*INSTRUCTIONS TO FOLLOW*.
Copy exactly, please, each line of the data below until the line that contains "all engine operations" has been copied, beginning at the top.

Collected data
↓

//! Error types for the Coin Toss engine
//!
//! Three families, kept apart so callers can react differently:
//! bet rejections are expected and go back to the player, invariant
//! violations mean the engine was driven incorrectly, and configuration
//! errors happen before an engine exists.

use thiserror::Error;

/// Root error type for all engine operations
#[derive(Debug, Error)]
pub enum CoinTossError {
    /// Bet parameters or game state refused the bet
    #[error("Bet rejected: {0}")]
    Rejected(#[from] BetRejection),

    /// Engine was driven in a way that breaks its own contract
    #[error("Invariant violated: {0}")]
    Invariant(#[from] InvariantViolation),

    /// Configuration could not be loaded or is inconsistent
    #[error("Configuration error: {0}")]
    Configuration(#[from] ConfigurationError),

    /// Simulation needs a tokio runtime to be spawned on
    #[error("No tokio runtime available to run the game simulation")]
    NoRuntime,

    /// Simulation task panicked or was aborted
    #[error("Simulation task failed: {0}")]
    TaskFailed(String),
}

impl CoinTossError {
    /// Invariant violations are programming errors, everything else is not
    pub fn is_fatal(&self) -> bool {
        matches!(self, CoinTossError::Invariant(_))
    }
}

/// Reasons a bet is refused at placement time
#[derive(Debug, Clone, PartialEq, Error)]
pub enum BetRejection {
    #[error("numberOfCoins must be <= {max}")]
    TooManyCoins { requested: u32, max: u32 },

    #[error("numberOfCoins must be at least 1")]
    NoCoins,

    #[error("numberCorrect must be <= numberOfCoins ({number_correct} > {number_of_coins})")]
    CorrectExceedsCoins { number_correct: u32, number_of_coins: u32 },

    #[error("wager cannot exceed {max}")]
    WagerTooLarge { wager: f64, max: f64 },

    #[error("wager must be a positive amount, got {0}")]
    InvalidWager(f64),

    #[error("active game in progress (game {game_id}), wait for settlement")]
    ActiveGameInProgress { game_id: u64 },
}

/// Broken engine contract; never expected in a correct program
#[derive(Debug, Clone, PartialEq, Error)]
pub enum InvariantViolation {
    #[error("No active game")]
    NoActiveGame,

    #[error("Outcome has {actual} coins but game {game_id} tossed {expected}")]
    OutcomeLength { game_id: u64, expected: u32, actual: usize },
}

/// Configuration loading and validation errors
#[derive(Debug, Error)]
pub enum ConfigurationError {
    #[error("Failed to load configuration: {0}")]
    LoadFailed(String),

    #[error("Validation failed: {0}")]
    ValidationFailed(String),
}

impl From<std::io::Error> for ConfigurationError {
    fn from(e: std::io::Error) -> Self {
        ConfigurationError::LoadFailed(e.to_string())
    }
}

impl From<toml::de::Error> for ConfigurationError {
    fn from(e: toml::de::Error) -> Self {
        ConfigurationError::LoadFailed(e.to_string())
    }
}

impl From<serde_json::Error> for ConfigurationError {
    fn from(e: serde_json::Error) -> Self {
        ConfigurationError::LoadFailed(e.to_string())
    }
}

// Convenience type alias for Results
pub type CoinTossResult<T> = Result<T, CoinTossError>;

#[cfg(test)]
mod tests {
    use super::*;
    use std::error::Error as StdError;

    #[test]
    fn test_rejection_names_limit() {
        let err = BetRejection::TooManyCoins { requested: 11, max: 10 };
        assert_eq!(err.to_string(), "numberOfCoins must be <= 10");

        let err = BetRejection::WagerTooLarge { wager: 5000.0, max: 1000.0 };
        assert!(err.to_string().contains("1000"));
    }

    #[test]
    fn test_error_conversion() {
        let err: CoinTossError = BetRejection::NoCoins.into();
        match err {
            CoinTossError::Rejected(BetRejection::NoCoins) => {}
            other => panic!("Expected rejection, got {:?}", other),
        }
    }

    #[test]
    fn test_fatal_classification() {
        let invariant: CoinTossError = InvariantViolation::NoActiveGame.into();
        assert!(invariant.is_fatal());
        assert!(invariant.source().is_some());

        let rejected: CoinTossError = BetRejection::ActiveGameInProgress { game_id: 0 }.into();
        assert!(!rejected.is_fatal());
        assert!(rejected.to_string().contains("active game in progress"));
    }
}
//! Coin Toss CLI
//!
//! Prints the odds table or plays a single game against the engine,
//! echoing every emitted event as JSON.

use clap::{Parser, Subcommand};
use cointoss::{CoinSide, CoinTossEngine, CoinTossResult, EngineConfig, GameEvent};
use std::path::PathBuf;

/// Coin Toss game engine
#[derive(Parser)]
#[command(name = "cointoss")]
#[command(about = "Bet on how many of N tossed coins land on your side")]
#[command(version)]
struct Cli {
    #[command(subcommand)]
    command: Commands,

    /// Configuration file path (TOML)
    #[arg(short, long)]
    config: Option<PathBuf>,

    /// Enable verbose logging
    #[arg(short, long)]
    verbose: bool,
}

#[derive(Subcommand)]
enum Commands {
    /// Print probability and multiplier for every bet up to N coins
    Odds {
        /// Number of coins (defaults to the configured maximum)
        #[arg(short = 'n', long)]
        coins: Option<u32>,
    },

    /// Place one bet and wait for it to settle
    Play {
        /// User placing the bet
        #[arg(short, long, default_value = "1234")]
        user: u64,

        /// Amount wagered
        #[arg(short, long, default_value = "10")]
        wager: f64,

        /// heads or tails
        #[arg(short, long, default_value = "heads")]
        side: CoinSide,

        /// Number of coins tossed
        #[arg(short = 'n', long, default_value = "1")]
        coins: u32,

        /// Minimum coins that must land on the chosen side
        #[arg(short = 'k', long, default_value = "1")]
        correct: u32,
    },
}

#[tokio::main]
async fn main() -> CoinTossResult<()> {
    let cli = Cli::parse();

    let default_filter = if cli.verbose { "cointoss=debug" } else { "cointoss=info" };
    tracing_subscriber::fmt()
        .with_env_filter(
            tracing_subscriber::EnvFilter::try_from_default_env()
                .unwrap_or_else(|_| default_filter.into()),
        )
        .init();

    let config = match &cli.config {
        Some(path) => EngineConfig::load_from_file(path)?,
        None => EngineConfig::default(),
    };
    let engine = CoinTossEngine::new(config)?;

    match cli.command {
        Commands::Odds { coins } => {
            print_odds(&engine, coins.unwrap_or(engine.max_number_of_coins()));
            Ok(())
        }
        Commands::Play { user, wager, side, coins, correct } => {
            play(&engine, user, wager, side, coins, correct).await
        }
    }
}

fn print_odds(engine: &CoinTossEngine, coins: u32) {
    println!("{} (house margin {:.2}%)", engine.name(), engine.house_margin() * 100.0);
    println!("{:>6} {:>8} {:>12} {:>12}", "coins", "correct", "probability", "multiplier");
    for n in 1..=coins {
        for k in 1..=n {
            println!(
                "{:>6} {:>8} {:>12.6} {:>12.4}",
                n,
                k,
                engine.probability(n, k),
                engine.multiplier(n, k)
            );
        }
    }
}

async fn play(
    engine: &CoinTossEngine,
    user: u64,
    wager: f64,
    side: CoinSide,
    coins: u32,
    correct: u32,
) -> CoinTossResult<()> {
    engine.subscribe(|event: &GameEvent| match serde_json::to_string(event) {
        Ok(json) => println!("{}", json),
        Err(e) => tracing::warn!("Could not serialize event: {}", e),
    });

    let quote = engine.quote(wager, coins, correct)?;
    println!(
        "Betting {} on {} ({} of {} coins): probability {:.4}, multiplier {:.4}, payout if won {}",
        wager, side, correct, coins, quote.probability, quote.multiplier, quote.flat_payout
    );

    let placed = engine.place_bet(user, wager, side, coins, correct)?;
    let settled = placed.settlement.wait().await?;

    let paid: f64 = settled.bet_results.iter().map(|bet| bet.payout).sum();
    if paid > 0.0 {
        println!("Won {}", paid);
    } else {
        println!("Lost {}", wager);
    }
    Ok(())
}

↑

*EXPECTED OUTPUT*.
//! Error types for the Coin Toss engine
//!
//! Three families, kept apart so callers can react differently:
//! bet rejections are expected and go back to the player, invariant
//! violations mean the engine was driven incorrectly, and configuration
//! errors happen before an engine exists.

use thiserror::Error;

/// Root error type for all engine operations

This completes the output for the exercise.